How to disable SSLv2 socket protocol in axis

Question

I have a problem with consuming a web service using axis.This happen because axis sent a SSLv2 ClientHello and the server that offer the webservice does not support the SSLv2 protocol. To fix this i have to disable this protocol. The code for disable it in Java is :

SocketFactory socketFactory = SSLSocketFactory.getDefault();
SSLSocket socket = (SSLSocket) socketFactory.createSocket(hostname, port);
socket.setEnabledProtocols(new String[] {"SSLv3", "TLSv1"});

I refer to these link. Now, the problem is how can I disable this protocol when I am using axis for consuming the webservice?

Answer 1

For Axis 1:

1. Create your custom MySocketFactory which extends SecureScoketFatory.

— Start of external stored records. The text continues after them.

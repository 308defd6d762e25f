use hecs::World;

use crate::asset::Assets;
use crate::scene::bounds::Aabb;
use crate::scene::components::{
    Children, MeshComponent, Parent, TransformComponent, WorldBounds, WorldTransform,
};
use crate::scene::transform::Transform;

/// Walk every hierarchy root-to-leaf and cache each entity's world transform:
/// local composed onto the parent's world transform.
pub(crate) fn propagate_transforms(world: &mut World) {
    let roots: Vec<hecs::Entity> = world
        .query::<&TransformComponent>()
        .without::<&Parent>()
        .iter()
        .map(|(entity, _)| entity)
        .collect();

    let mut stack: Vec<(hecs::Entity, Transform)> = Vec::new();

    for root in roots {
        stack.push((root, Transform::IDENTITY));

        while let Some((entity, parent_world)) = stack.pop() {
            let local = match world.get::<&TransformComponent>(entity) {
                Ok(t) => t.0,
                Err(_) => continue,
            };

            let world_transform = parent_world.mul_transform(&local);

            let updated = world
                .get::<&mut WorldTransform>(entity)
                .map(|mut wt| wt.0 = world_transform)
                .is_ok();
            if !updated {
                if let Err(err) = world.insert_one(entity, WorldTransform(world_transform)) {
                    log::error!("Failed to cache world transform for {:?}: {:?}", entity, err);
                    continue;
                }
            }

            if let Ok(children) = world.get::<&Children>(entity) {
                for &child in children.0.iter().rev() {
                    stack.push((child, world_transform));
                }
            }
        }
    }
}

/// World-space box of a mesh's local bounds under an entity transform.
pub(crate) fn world_bounds_of(local: Aabb, world: &Transform) -> Aabb {
    local.transformed(world.matrix())
}

/// Refresh every meshed entity's cached world bounding box from its mesh's
/// local bounds. Runs after transform propagation.
pub(crate) fn update_world_bounds(world: &mut World, assets: &Assets) {
    let mut missing: Vec<(hecs::Entity, Aabb)> = Vec::new();

    for (entity, (mesh, world_transform, bounds)) in world
        .query::<(&MeshComponent, &WorldTransform, Option<&mut WorldBounds>)>()
        .iter()
    {
        let Some(mesh) = assets.meshes.get(mesh.0) else {
            log::warn!("Entity {:?} references a missing mesh", entity);
            continue;
        };
        let world_bounds = world_bounds_of(mesh.bounds(), &world_transform.0);
        match bounds {
            Some(cached) => cached.0 = world_bounds,
            None => missing.push((entity, world_bounds)),
        }
    }

    for (entity, bounds) in missing {
        if let Err(err) = world.insert_one(entity, WorldBounds(bounds)) {
            log::error!("Failed to cache world bounds for {:?}: {:?}", entity, err);
        }
    }
}

#[cfg(test)]
mod tests {
    use super::*;
    use crate::scene::components::Name;
    use glam::{Quat, Vec3};

    #[test]
    fn propagation_composes_parent_translation() {
        let mut world = World::new();

        let parent = world.spawn((
            Name::new("parent"),
            TransformComponent(Transform::from_translation(Vec3::new(5.0, 0.0, 0.0))),
        ));
        let child = world.spawn((
            Name::new("child"),
            TransformComponent(Transform::from_translation(Vec3::new(2.0, 0.0, 0.0))),
            Parent(parent),
        ));
        world.insert_one(parent, Children(vec![child])).ok();

        propagate_transforms(&mut world);

        let parent_world = world.get::<&WorldTransform>(parent).unwrap();
        assert_eq!(parent_world.0.translation, Vec3::new(5.0, 0.0, 0.0));

        let child_world = world.get::<&WorldTransform>(child).unwrap();
        assert_eq!(child_world.0.translation, Vec3::new(7.0, 0.0, 0.0));
    }

    #[test]
    fn propagation_applies_parent_scale_and_rotation() {
        let mut world = World::new();

        let parent = world.spawn((TransformComponent(Transform::from_trs(
            Vec3::ZERO,
            Quat::from_rotation_y(std::f32::consts::FRAC_PI_2),
            Vec3::splat(2.0),
        )),));
        let child = world.spawn((
            TransformComponent(Transform::from_translation(Vec3::new(1.0, 0.0, 0.0))),
            Parent(parent),
        ));
        world.insert_one(parent, Children(vec![child])).ok();

        propagate_transforms(&mut world);

        let child_world = world.get::<&WorldTransform>(child).unwrap();
        // Scaled by 2, then rotated 90° about Y: +X lands on −Z.
        assert!(child_world
            .0
            .translation
            .abs_diff_eq(Vec3::new(0.0, 0.0, -2.0), 1e-5));
    }

    #[test]
    fn repropagation_tracks_parent_mutation() {
        let mut world = World::new();

        let parent = world.spawn((TransformComponent(Transform::IDENTITY),));
        let child = world.spawn((
            TransformComponent(Transform::from_translation(Vec3::new(2.0, 0.0, 0.0))),
            Parent(parent),
        ));
        world.insert_one(parent, Children(vec![child])).ok();

        propagate_transforms(&mut world);
        {
            let mut parent_local = world.get::<&mut TransformComponent>(parent).unwrap();
            parent_local.0.translation = Vec3::new(1.0, 0.0, 0.0);
        }
        propagate_transforms(&mut world);

        let child_world = world.get::<&WorldTransform>(child).unwrap();
        assert_eq!(child_world.0.translation, Vec3::new(3.0, 0.0, 0.0));
    }

    #[test]
    fn world_bounds_follow_the_entity_transform() {
        let local = Aabb::new(Vec3::ZERO, Vec3::ONE);
        let transform = Transform::from_trs(
            Vec3::new(10.0, 0.0, 0.0),
            Quat::IDENTITY,
            Vec3::splat(2.0),
        );
        let bounds = world_bounds_of(local, &transform);
        assert!(bounds.center.abs_diff_eq(Vec3::new(10.0, 0.0, 0.0), 1e-5));
        assert!(bounds.half_extents.abs_diff_eq(Vec3::splat(2.0), 1e-5));
    }
}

   String[] protocols = { "TLSv1" };//provide the list of protocols which you        want to enable
   ((SSLSocket) sslSocket).setEnabledProtocols(protocols);
   

2. Then at your web service client level provide the System property like below.

   System.setProperty("axis.socketSecureFactory", "com.custom.MySocketFactory");
   

Answer 2

If you're using Axis 2, you should be able to configure an Apache HttpClient 3.x SecureProtocolSocketFactory (see the Axis 2 documentation on the subject). You should be able to set the enabled protocols in createSocket before returning the socket. (You might also be interested in this question.)

For Axis 1, you should be able to set the axis.socketSecureFactory property to your own class name implementing an Axis SecureSocketFactory and configure the socket in the same way there.